Hospices Leverage Data to Identify New Markets, Pursue Growth

Even for the most prepared hospice provider, change often contains an element of chance. This includes entry into new markets.

Increasingly, providers are leveraging data to mitigate the potential risks that come with growth.

Opportunities for expansion are not created equal. Whether a company grows through an acquisition, a de novo or other means, these decisions require careful and comprehensive analysis of a complex web of factors.

Advertisement

Considerations such as the competitive landscape, characteristics of the local population, the available labor pool, referral patterns and a hospice’s individual priorities all come into play, among others.

“There is no blueprint of exactly what’s going to work for every organization. [There are] some target areas where they feel like home health and hospice are underutilized. There are some organizations who feel like they are really good at delivering the highest quality care and can come in and compete,” Christine Lang, director of data consulting at Simitree, told Hospice News. “By using data to explore new markets and understand who the players and the providers and the patterns are, they can determine if it matches their strengths.”

The Connecticut-based consulting firm Simitree recently unveiled a new Market Analysis Platform (MAP) to assist health care providers as they navigate these decisions.

Advertisement

Hospices seeking to expand must consider a diverse range of variables. Near the top of the list is referral trends in the target market.

For example, discharges to hospice can range from 2% to 6% from state to state, according to Lang. But some hospitals send as many as 60% of their patients home with no post-acute care referral at all. One contributor to these variations is that some hospitals are more familiar with post-acute services than others.

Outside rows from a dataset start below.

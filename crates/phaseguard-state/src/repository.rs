use camino::Utf8PathBuf;
use chrono::{DateTime, Utc};
use serde::{Deserialize, Serialize};

use phaseguard_evidence::{Evidence, EvidenceClass};
use phaseguard_policy::{ArtifactKind, GuardedWriter, WriteContext};
use phaseguard_reason::{ReasonCode, ReasonPayload, ReasonRegistry, payload_of};
use phaseguard_utils::atomic_write::{read_optional, write_file_atomic};
use phaseguard_utils::canonicalization::emit_jcs;
use phaseguard_utils::paths::Layout;
use phaseguard_utils::types::{ExecutionMode, RolloutPhase, SessionKey};

use crate::aliases::{self, AliasPolicy, Rewrite};
use crate::error::StateError;
use crate::invariants;
use crate::model::{MigrationEvent, SCHEMA_VERSION, SessionState};

/// Repository settings taken from configuration.
#[derive(Debug, Clone, Copy, PartialEq, Eq)]
pub struct StateOptions {
    /// Rollout phase used when the run has no marker
    pub default_rollout: RolloutPhase,
    pub allow_legacy_fields: bool,
    pub execution_mode: ExecutionMode,
}

impl Default for StateOptions {
    fn default() -> Self {
        Self {
            default_rollout: RolloutPhase::DualRead,
            allow_legacy_fields: false,
            execution_mode: ExecutionMode::Interactive,
        }
    }
}

/// Non-blocking condition observed while loading or saving.
#[derive(Debug, Clone, PartialEq, Eq)]
pub struct StateWarning {
    pub code: ReasonCode,
    pub payload: ReasonPayload,
}

#[derive(Debug, Clone)]
pub struct LoadedState {
    pub state: SessionState,
    pub rewrites: Vec<Rewrite>,
    pub warnings: Vec<StateWarning>,
}

#[derive(Debug, Clone)]
pub struct SaveReport {
    pub path: Utf8PathBuf,
    pub backup: Option<Utf8PathBuf>,
    pub retry_count: u32,
    pub warnings: Vec<StateWarning>,
    /// Legacy fields this save replaced
    pub migrated: Vec<MigrationEvent>,
}

#[derive(Debug, Clone, Serialize, Deserialize)]
struct RolloutMarker {
    rollout: RolloutPhase,
}

/// Single-writer store for one run's session state.
///
/// Callers must hold the run's directory lock; the repository itself does
/// not lock.
#[derive(Debug, Clone)]
pub struct SessionRepository {
    layout: Layout,
    key: SessionKey,
    options: StateOptions,
    writer: GuardedWriter,
}

impl SessionRepository {
    #[must_use]
    pub fn new(layout: Layout, key: SessionKey, options: StateOptions) -> Self {
        Self {
            layout,
            key,
            options,
            writer: GuardedWriter,
        }
    }

    #[must_use]
    pub fn key(&self) -> &SessionKey {
        &self.key
    }

    #[must_use]
    pub fn path(&self) -> Utf8PathBuf {
        self.layout.state_file(&self.key)
    }

    #[must_use]
    pub fn exists(&self) -> bool {
        self.path().is_file()
    }

    /// Rollout phase from the run's marker, else the configured default.
    pub fn rollout(&self) -> Result<RolloutPhase, StateError> {
        let path = self.layout.rollout_file(&self.key);
        match read_optional(&path)? {
            None => Ok(self.options.default_rollout),
            Some(content) => serde_json::from_str::<RolloutMarker>(&content)
                .map(|m| m.rollout)
                .map_err(|e| StateError::SchemaInvalid {
                    detail: format!("rollout marker {path}: {e}"),
                }),
        }
    }

    pub fn set_rollout(&self, rollout: RolloutPhase) -> Result<(), StateError> {
        let path = self.layout.rollout_file(&self.key);
        let body = emit_jcs(&RolloutMarker { rollout })?;
        write_file_atomic(&path, &body)?;
        tracing::info!(repo = %self.key.repo_fingerprint, run_id = %self.key.run_id, rollout = %rollout, "rollout phase set");
        Ok(())
    }

    /// Start a run from a resolved repository identity.
    pub fn create(
        &self,
        identity: &Evidence,
        registry: &ReasonRegistry,
        now: DateTime<Utc>,
    ) -> Result<SessionState, StateError> {
        if self.exists() {
            return Err(StateError::AlreadyExists {
                path: self.path().to_string(),
            });
        }
        let missing = || StateError::IdentityMissing {
            evidence_id: identity.evidence_id.clone(),
        };
        if identity.evidence_class != EvidenceClass::IdentitySignal || !identity.verify_integrity() {
            return Err(missing());
        }
        let resolved = identity.repo_identity().ok_or_else(missing)?;
        if resolved.repo_fingerprint != self.key.repo_fingerprint {
            return Err(missing());
        }

        let state = SessionState::new(&self.key, &resolved, &identity.evidence_id, now);
        self.save(&state, registry, now)?;
        Ok(state)
    }

    /// Load, apply the rollout alias policy, deserialize and check invariants.
    ///
    /// Rewrites happen in memory only; migration events are recorded by the
    /// save that replaces the legacy document.
    pub fn load(&self, registry: &ReasonRegistry) -> Result<LoadedState, StateError> {
        let policy = AliasPolicy {
            rollout: self.rollout()?,
            allow_legacy_fields: self.options.allow_legacy_fields,
        };
        let mut doc = self.read_document()?;
        let rewrites = aliases::normalize(&mut doc, policy).map_err(|r| {
            tracing::warn!(field = r.field, rollout = %r.rollout, "legacy field rejected");
            StateError::LegacyFieldRejected {
                field: r.field.to_string(),
                canonical: r.canonical.to_string(),
                rollout: r.rollout,
            }
        })?;
        let state = self.finish_load(doc, registry)?;

        let warnings = if policy.warns() {
            rewrites
                .iter()
                .map(|r| StateWarning {
                    code: ReasonCode::LegacyFieldCompat,
                    payload: payload_of([("field", r.field), ("canonical", r.canonical)]),
                })
                .collect()
        } else {
            Vec::new()
        };
        Ok(LoadedState {
            state,
            rewrites,
            warnings,
        })
    }

    /// Operator-requested rewrite of every legacy field, in any rollout phase.
    pub fn migrate_legacy(
        &self,
        registry: &ReasonRegistry,
        now: DateTime<Utc>,
    ) -> Result<(LoadedState, SaveReport), StateError> {
        let mut doc = self.read_document()?;
        let rewrites = aliases::force_normalize(&mut doc);
        let mut state = self.finish_load(doc, registry)?;
        let report = self.save(&state, registry, now)?;
        state.migration_events.extend(report.migrated.iter().cloned());
        Ok((
            LoadedState {
                state,
                rewrites,
                warnings: Vec::new(),
            },
            report,
        ))
    }

    /// Check invariants and write `state` canonically.
    ///
    /// The file on disk is copied aside before the first canonicalizing write
    /// of a run, and before any write that replaces a document still carrying
    /// legacy field names. Each legacy field replaced this way is recorded as
    /// a migration event in the written document and in [`SaveReport::migrated`].
    pub fn save(
        &self,
        state: &SessionState,
        registry: &ReasonRegistry,
        now: DateTime<Utc>,
    ) -> Result<SaveReport, StateError> {
        if state.repo_fingerprint != self.key.repo_fingerprint || state.run_id != self.key.run_id {
            return Err(StateError::SchemaInvalid {
                detail: format!(
                    "state belongs to {}/{}, not {}",
                    state.repo_fingerprint, state.run_id, self.key
                ),
            });
        }
        let migrated = self.pending_migrations(now)?;
        let mut state = state.clone();
        state.migration_events.extend(migrated.iter().cloned());
        let state = &state;

        let violations = invariants::check(state, registry);
        if !violations.is_empty() {
            tracing::warn!(
                repo = %self.key.repo_fingerprint,
                run_id = %self.key.run_id,
                count = violations.len(),
                "save refused by invariant check"
            );
            return Err(StateError::InvariantViolations(violations));
        }

        let body = emit_jcs(state)?;
        let ctx = WriteContext::new(ArtifactKind::SessionState, self.options.execution_mode, now);

        let backup = self.backup_if_needed(state, &ctx)?;
        let path = self.path();
        let result = self.writer.write(state, &[], &ctx, &path, body.as_bytes())?;

        let mut warnings = Vec::new();
        if result.retry_count > 0 {
            warnings.push(StateWarning {
                code: ReasonCode::IoRetry,
                payload: payload_of([
                    ("path", path.to_string()),
                    ("attempts", result.retry_count.to_string()),
                ]),
            });
        }
        tracing::debug!(
            repo = %self.key.repo_fingerprint,
            run_id = %self.key.run_id,
            phase = state.current_phase().as_str(),
            "session state saved"
        );
        Ok(SaveReport {
            path,
            backup,
            retry_count: result.retry_count,
            warnings,
            migrated,
        })
    }

    /// Events for the legacy fields the next save will replace on disk.
    fn pending_migrations(&self, now: DateTime<Utc>) -> Result<Vec<MigrationEvent>, StateError> {
        let Some(current) = read_optional(&self.path())? else {
            return Ok(Vec::new());
        };
        let found = serde_json::from_str::<serde_json::Value>(&current)
            .map(|doc| aliases::legacy_fields(&doc))
            .unwrap_or_default();
        if found.is_empty() {
            return Ok(Vec::new());
        }
        let rollout = self.rollout()?;
        Ok(found
            .iter()
            .map(|a| MigrationEvent {
                field: a.legacy.to_string(),
                canonical: a.canonical.to_string(),
                rollout,
                at: now,
            })
            .collect())
    }

    fn read_document(&self) -> Result<serde_json::Value, StateError> {
        let path = self.path();
        let content = read_optional(&path)?.ok_or_else(|| StateError::NotFound {
            path: path.to_string(),
        })?;
        serde_json::from_str(&content).map_err(|e| StateError::SchemaInvalid {
            detail: format!("not valid JSON: {e}"),
        })
    }

    fn finish_load(
        &self,
        doc: serde_json::Value,
        registry: &ReasonRegistry,
    ) -> Result<SessionState, StateError> {
        let state: SessionState =
            serde_json::from_value(doc).map_err(|e| StateError::SchemaInvalid {
                detail: e.to_string(),
            })?;
        if state.schema_version != SCHEMA_VERSION {
            return Err(StateError::SchemaInvalid {
                detail: format!("unsupported SchemaVersion '{}'", state.schema_version),
            });
        }
        if state.repo_fingerprint != self.key.repo_fingerprint || state.run_id != self.key.run_id {
            return Err(StateError::SchemaInvalid {
                detail: format!("document is for {}/{}", state.repo_fingerprint, state.run_id),
            });
        }
        let violations = invariants::check(&state, registry);
        if !violations.is_empty() {
            return Err(StateError::InvariantViolations(violations));
        }
        Ok(state)
    }

    fn backup_if_needed(
        &self,
        state: &SessionState,
        ctx: &WriteContext<'_>,
    ) -> Result<Option<Utf8PathBuf>, StateError> {
        let Some(current) = read_optional(&self.path())? else {
            return Ok(None);
        };
        let dir = self.layout.backups_dir(&self.key);
        let has_backup = dir.is_dir()
            && std::fs::read_dir(&dir).is_ok_and(|mut entries| entries.next().is_some());
        let carries_legacy = serde_json::from_str::<serde_json::Value>(&current)
            .map(|doc| !aliases::legacy_fields(&doc).is_empty())
            .unwrap_or(true);
        if has_backup && !carries_legacy {
            return Ok(None);
        }

        let stamp = ctx.now.format("%Y%m%dT%H%M%SZ");
        let mut target = dir.join(format!("session-state.{stamp}.json"));
        let mut n = 1;
        while target.exists() {
            target = dir.join(format!("session-state.{stamp}.{n}.json"));
            n += 1;
        }
        self.writer.write(state, &[], ctx, &target, current.as_bytes())?;
        tracing::info!(backup = %target, "session state backed up before canonical write");
        Ok(Some(target))
    }
}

Another key point is that some referral organizations have tight networks of post-acute providers they work with.

“Even in hospitals that do use post-acute care a lot, some of them have no more than 30% of their patients going to a single home health or hospice provider. But in some communities, no hospital has fewer than 70% of their patients going to one provider,” Lang said. “Another really huge market dynamic that we see a lot of variability on is just the concentration of providers overall.”

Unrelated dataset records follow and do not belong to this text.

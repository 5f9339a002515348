//! CLI command implementations.
//!
//! Every `execute_*` function returns the envelope to print. Failures carry
//! enough context (run key, current phase) for `run.rs` to render an error
//! envelope against the right phase.

mod engine;
mod input;
mod registry;
mod session;

use crate::{EngineError, PhaseId, SessionKey};

pub use engine::{execute_activate_command, execute_rollback_engine_command};
pub use registry::execute_registry_check_command;
pub use session::{
    execute_assess_command, execute_claim_add_command, execute_evidence_add_command,
    execute_explain_change_command, execute_migrate_state_command, execute_persist_command,
    execute_review_command, execute_rollback_phase_command, execute_status_command,
    execute_advance_command,
};

/// A refused command and where it was refused.
#[derive(Debug)]
pub struct CommandError {
    pub error: EngineError,
    pub key: Option<SessionKey>,
    pub phase: Option<PhaseId>,
}

impl CommandError {
    pub(crate) fn in_run(error: EngineError, key: SessionKey, phase: Option<PhaseId>) -> Self {
        Self {
            error,
            key: Some(key),
            phase,
        }
    }
}

impl From<EngineError> for CommandError {
    fn from(error: EngineError) -> Self {
        Self {
            error,
            key: None,
            phase: None,
        }
    }
}
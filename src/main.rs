//! phaseguard CLI binary
//!
//! All logic is in the library; main.rs only invokes cli::run().

fn main() {
    // cli::run() prints the envelope and any error report itself
    if let Err(code) = phaseguard::cli::run() {
        std::process::exit(code.as_i32());
    }
}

Hospices also need to think about the concentration of referral sources.

Some locales may have a handful of large providers that are each capturing 20% or 25% of the market share, or they may have a plethora of smaller organizations who have 5% or less, Lang said.

This yields substantial influence on how a hospice needs to operate to achieve success in that market.

“By just understanding what the patterns look like today, who they’re up against and how they position themselves relative to who is actually receiving the referrals today, providers target that message a little more effectively,” Lang told Hospice News. “That’s really in thinking about getting market share from an existing space or potentially moving into a new space, but then even assessing what new space may make sense. They can determine if it matches their strengths, and it would be a good fit for them.”